How to complete this task
Return every entry in full, with no alterations.

Records from a data source
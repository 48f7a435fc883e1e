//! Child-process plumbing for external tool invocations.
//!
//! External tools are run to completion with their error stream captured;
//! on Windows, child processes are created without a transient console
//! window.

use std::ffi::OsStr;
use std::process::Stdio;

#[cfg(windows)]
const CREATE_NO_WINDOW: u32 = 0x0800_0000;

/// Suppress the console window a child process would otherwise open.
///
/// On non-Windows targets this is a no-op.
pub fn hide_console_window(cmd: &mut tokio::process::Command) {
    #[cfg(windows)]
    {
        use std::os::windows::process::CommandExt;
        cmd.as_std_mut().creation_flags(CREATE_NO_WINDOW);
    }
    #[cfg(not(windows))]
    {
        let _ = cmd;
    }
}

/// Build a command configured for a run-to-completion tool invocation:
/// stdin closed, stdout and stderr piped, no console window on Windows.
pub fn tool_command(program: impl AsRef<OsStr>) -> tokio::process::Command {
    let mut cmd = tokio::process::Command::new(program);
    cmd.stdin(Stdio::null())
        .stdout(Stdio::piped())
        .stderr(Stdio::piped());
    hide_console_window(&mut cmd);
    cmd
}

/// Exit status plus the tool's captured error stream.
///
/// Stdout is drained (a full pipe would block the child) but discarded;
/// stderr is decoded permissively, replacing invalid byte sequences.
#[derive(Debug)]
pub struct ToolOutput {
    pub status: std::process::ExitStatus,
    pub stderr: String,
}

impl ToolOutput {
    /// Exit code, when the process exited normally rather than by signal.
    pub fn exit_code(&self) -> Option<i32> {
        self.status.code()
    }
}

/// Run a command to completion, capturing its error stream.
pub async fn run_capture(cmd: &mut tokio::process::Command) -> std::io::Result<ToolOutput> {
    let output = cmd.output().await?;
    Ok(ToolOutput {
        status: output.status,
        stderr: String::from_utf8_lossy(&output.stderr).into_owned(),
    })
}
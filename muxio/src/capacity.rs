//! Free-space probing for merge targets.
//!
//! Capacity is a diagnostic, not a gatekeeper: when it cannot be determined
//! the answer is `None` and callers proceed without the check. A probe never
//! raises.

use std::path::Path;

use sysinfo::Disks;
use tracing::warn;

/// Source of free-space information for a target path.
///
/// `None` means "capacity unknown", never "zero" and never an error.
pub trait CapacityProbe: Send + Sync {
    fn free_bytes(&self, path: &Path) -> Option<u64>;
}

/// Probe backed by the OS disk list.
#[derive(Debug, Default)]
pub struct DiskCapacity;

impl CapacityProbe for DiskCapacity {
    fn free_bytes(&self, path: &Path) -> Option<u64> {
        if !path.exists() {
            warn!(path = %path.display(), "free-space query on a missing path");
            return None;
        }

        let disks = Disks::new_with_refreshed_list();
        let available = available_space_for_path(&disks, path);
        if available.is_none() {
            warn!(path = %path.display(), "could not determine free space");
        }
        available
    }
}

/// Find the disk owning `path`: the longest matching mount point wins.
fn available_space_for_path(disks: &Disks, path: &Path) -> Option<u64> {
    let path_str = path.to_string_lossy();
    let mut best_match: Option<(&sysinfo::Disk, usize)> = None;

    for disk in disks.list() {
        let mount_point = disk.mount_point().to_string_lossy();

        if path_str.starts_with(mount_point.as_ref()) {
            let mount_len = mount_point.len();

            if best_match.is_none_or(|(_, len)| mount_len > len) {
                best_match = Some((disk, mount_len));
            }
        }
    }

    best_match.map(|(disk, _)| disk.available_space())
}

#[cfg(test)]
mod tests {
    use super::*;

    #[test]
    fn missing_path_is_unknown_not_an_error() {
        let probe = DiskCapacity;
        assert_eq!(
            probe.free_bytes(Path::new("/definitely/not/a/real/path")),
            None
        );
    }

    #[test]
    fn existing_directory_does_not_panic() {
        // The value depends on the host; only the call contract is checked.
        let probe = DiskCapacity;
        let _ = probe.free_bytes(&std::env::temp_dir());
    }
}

Result
repository 48f7a435fc883e1e
//! Child-process plumbing for external tool invocations.
//!
//! External tools are run to completion with their error stream captured;
//! on Windows, child processes are created without a transient console
//! window.

use std::ffi::OsStr;
use std::process::Stdio;

#[cfg(windows)]
const CREATE_NO_WINDOW: u32 = 0x0800_0000;

/// Suppress the console window a child process would otherwise open.
///
/// On non-Windows targets this is a no-op.
pub fn hide_console_window(cmd: &mut tokio::process::Command) {
    #[cfg(windows)]
    {
        use std::os::windows::process::CommandExt;
        cmd.as_std_mut().creation_flags(CREATE_NO_WINDOW);
    }
    #[cfg(not(windows))]
    {
        let _ = cmd;
    }
}

/// Build a command configured for a run-to-completion tool invocation:
/// stdin closed, stdout and stderr piped, no console window on Windows.
pub fn tool_command(program: impl AsRef<OsStr>) -> tokio::process::Command {
    let mut cmd = tokio::process::Command::new(program);
    cmd.stdin(Stdio::null())
        .stdout(Stdio::piped())
        .stderr(Stdio::piped());
    hide_console_window(&mut cmd);
    cmd
}

/// Exit status plus the tool's captured error stream.
///
/// Stdout is drained (a full pipe would block the child) but discarded;
/// stderr is decoded permissively, replacing invalid byte sequences.
#[derive(Debug)]
pub struct ToolOutput {
    pub status: std::process::ExitStatus,
    pub stderr: String,
}

impl ToolOutput {
    /// Exit code, when the process exited normally rather than by signal.
    pub fn exit_code(&self) -> Option<i32> {
        self.status.code()
    }
}

/// Run a command to completion, capturing its error stream.
pub async fn run_capture(cmd: &mut tokio::process::Command) -> std::io::Result<ToolOutput> {
    let output = cmd.output().await?;
    Ok(ToolOutput {
        status: output.status,
        stderr: String::from_utf8_lossy(&output.stderr).into_owned(),
    })
}
filename muxio/src/capacity.rs
//! Free-space probing for merge targets.
//!
//! Capacity is a diagnostic, not a gatekeeper: when it cannot be determined
//! the answer is `None` and callers proceed without the check. A probe never
//! raises.

use std::path::Path;

use sysinfo::Disks;
use tracing::warn;

/// Source of free-space information for a target path.
///
/// `None` means "capacity unknown", never "zero" and never an error.
pub trait CapacityProbe: Send + Sync {
    fn free_bytes(&self, path: &Path) -> Option<u64>;
}

/// Probe backed by the OS disk list.
#[derive(Debug, Default)]
pub struct DiskCapacity;

impl CapacityProbe for DiskCapacity {
    fn free_bytes(&self, path: &Path) -> Option<u64> {
        if !path.exists() {
            warn!(path = %path.display(), "free-space query on a missing path");
            return None;
        }

        let disks = Disks::new_with_refreshed_list();
        let available = available_space_for_path(&disks, path);
        if available.is_none() {
            warn!(path = %path.display(), "could not determine free space");
        }
        available
    }
}

/// Find the disk owning `path`: the longest matching mount point wins.
fn available_space_for_path(disks: &Disks, path: &Path) -> Option<u64> {
    let path_str = path.to_string_lossy();
    let mut best_match: Option<(&sysinfo::Disk, usize)> = None;

    for disk in disks.list() {
        let mount_point = disk.mount_point().to_string_lossy();

        if path_str.starts_with(mount_point.as_ref()) {
            let mount_len = mount_point.len();

            if best_match.is_none_or(|(_, len)| mount_len > len) {
                best_match = Some((disk, mount_len));
            }
        }
    }

    best_match.map(|(disk, _)| disk.available_space())
}

#[cfg(test)]
mod tests {
    use super::*;

    #[test]
    fn missing_path_is_unknown_not_an_error() {
        let probe = DiskCapacity;
        assert_eq!(
            probe.free_bytes(Path::new("/definitely/not/a/real/path")),
            None
        );
    }

    #[test]
    fn existing_directory_does_not_panic() {
        // The value depends on the host; only the call contract is checked.
        let probe = DiskCapacity;
        let _ = probe.free_bytes(&std::env::temp_dir());
    }
}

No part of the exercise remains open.